The records below are to be written out again, exactly as they appear.

Data excerpts:

************

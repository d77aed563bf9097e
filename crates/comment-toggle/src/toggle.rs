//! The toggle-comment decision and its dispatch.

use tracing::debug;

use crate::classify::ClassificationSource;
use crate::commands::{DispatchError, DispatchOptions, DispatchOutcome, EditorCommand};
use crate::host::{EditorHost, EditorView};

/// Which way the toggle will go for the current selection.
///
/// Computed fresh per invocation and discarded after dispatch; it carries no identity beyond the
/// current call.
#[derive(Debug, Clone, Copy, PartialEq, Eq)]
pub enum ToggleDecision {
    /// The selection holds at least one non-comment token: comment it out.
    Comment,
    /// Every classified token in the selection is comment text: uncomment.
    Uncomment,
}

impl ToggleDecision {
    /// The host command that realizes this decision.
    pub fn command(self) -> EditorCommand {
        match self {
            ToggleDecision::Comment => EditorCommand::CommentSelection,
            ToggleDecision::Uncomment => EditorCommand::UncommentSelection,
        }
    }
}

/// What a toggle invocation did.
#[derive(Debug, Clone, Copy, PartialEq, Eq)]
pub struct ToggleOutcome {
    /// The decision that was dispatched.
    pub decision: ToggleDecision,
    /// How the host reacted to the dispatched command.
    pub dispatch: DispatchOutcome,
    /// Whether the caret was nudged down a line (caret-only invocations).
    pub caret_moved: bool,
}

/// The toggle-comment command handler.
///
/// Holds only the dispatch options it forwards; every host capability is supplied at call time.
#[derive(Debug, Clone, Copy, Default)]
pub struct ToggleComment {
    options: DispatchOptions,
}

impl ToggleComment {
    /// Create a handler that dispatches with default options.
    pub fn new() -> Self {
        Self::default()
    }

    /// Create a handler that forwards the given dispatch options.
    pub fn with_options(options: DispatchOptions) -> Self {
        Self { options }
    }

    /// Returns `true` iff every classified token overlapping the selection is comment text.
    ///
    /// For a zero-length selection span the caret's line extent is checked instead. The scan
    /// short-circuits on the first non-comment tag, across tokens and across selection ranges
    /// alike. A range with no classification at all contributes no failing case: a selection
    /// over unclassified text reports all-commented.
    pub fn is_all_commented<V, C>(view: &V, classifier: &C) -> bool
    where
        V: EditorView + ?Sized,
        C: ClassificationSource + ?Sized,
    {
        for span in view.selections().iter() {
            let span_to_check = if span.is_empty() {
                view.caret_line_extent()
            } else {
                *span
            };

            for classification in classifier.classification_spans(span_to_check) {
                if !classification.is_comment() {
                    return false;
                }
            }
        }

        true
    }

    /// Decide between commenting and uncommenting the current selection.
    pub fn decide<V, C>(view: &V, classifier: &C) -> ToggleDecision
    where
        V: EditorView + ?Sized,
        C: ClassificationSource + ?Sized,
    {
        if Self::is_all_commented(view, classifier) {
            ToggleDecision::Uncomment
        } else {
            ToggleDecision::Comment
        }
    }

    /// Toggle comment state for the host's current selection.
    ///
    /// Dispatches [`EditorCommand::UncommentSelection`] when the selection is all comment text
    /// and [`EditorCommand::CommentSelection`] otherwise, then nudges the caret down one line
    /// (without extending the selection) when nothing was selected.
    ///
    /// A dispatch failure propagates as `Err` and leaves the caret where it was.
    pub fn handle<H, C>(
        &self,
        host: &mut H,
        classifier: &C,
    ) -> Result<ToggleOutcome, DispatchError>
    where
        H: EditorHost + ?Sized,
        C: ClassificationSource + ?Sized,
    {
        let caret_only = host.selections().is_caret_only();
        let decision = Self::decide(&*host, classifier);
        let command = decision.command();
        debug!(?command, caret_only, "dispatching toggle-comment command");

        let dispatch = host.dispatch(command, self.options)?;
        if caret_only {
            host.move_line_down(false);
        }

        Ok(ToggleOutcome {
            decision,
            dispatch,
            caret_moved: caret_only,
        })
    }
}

************

Solution:
repository d77aed563bf9097e
filename crates/comment-toggle/src/toggle.rs
//! The toggle-comment decision and its dispatch.

use tracing::debug;

use crate::classify::ClassificationSource;
use crate::commands::{DispatchError, DispatchOptions, DispatchOutcome, EditorCommand};
use crate::host::{EditorHost, EditorView};

/// Which way the toggle will go for the current selection.
///
/// Computed fresh per invocation and discarded after dispatch; it carries no identity beyond the
/// current call.
#[derive(Debug, Clone, Copy, PartialEq, Eq)]
pub enum ToggleDecision {
    /// The selection holds at least one non-comment token: comment it out.
    Comment,
    /// Every classified token in the selection is comment text: uncomment.
    Uncomment,
}

impl ToggleDecision {
    /// The host command that realizes this decision.
    pub fn command(self) -> EditorCommand {
        match self {
            ToggleDecision::Comment => EditorCommand::CommentSelection,
            ToggleDecision::Uncomment => EditorCommand::UncommentSelection,
        }
    }
}

/// What a toggle invocation did.
#[derive(Debug, Clone, Copy, PartialEq, Eq)]
pub struct ToggleOutcome {
    /// The decision that was dispatched.
    pub decision: ToggleDecision,
    /// How the host reacted to the dispatched command.
    pub dispatch: DispatchOutcome,
    /// Whether the caret was nudged down a line (caret-only invocations).
    pub caret_moved: bool,
}

/// The toggle-comment command handler.
///
/// Holds only the dispatch options it forwards; every host capability is supplied at call time.
#[derive(Debug, Clone, Copy, Default)]
pub struct ToggleComment {
    options: DispatchOptions,
}

impl ToggleComment {
    /// Create a handler that dispatches with default options.
    pub fn new() -> Self {
        Self::default()
    }

    /// Create a handler that forwards the given dispatch options.
    pub fn with_options(options: DispatchOptions) -> Self {
        Self { options }
    }

    /// Returns `true` iff every classified token overlapping the selection is comment text.
    ///
    /// For a zero-length selection span the caret's line extent is checked instead. The scan
    /// short-circuits on the first non-comment tag, across tokens and across selection ranges
    /// alike. A range with no classification at all contributes no failing case: a selection
    /// over unclassified text reports all-commented.
    pub fn is_all_commented<V, C>(view: &V, classifier: &C) -> bool
    where
        V: EditorView + ?Sized,
        C: ClassificationSource + ?Sized,
    {
        for span in view.selections().iter() {
            let span_to_check = if span.is_empty() {
                view.caret_line_extent()
            } else {
                *span
            };

            for classification in classifier.classification_spans(span_to_check) {
                if !classification.is_comment() {
                    return false;
                }
            }
        }

        true
    }

    /// Decide between commenting and uncommenting the current selection.
    pub fn decide<V, C>(view: &V, classifier: &C) -> ToggleDecision
    where
        V: EditorView + ?Sized,
        C: ClassificationSource + ?Sized,
    {
        if Self::is_all_commented(view, classifier) {
            ToggleDecision::Uncomment
        } else {
            ToggleDecision::Comment
        }
    }

    /// Toggle comment state for the host's current selection.
    ///
    /// Dispatches [`EditorCommand::UncommentSelection`] when the selection is all comment text
    /// and [`EditorCommand::CommentSelection`] otherwise, then nudges the caret down one line
    /// (without extending the selection) when nothing was selected.
    ///
    /// A dispatch failure propagates as `Err` and leaves the caret where it was.
    pub fn handle<H, C>(
        &self,
        host: &mut H,
        classifier: &C,
    ) -> Result<ToggleOutcome, DispatchError>
    where
        H: EditorHost + ?Sized,
        C: ClassificationSource + ?Sized,
    {
        let caret_only = host.selections().is_caret_only();
        let decision = Self::decide(&*host, classifier);
        let command = decision.command();
        debug!(?command, caret_only, "dispatching toggle-comment command");

        let dispatch = host.dispatch(command, self.options)?;
        if caret_only {
            host.move_line_down(false);
        }

        Ok(ToggleOutcome {
            decision,
            dispatch,
            caret_moved: caret_only,
        })
    }
}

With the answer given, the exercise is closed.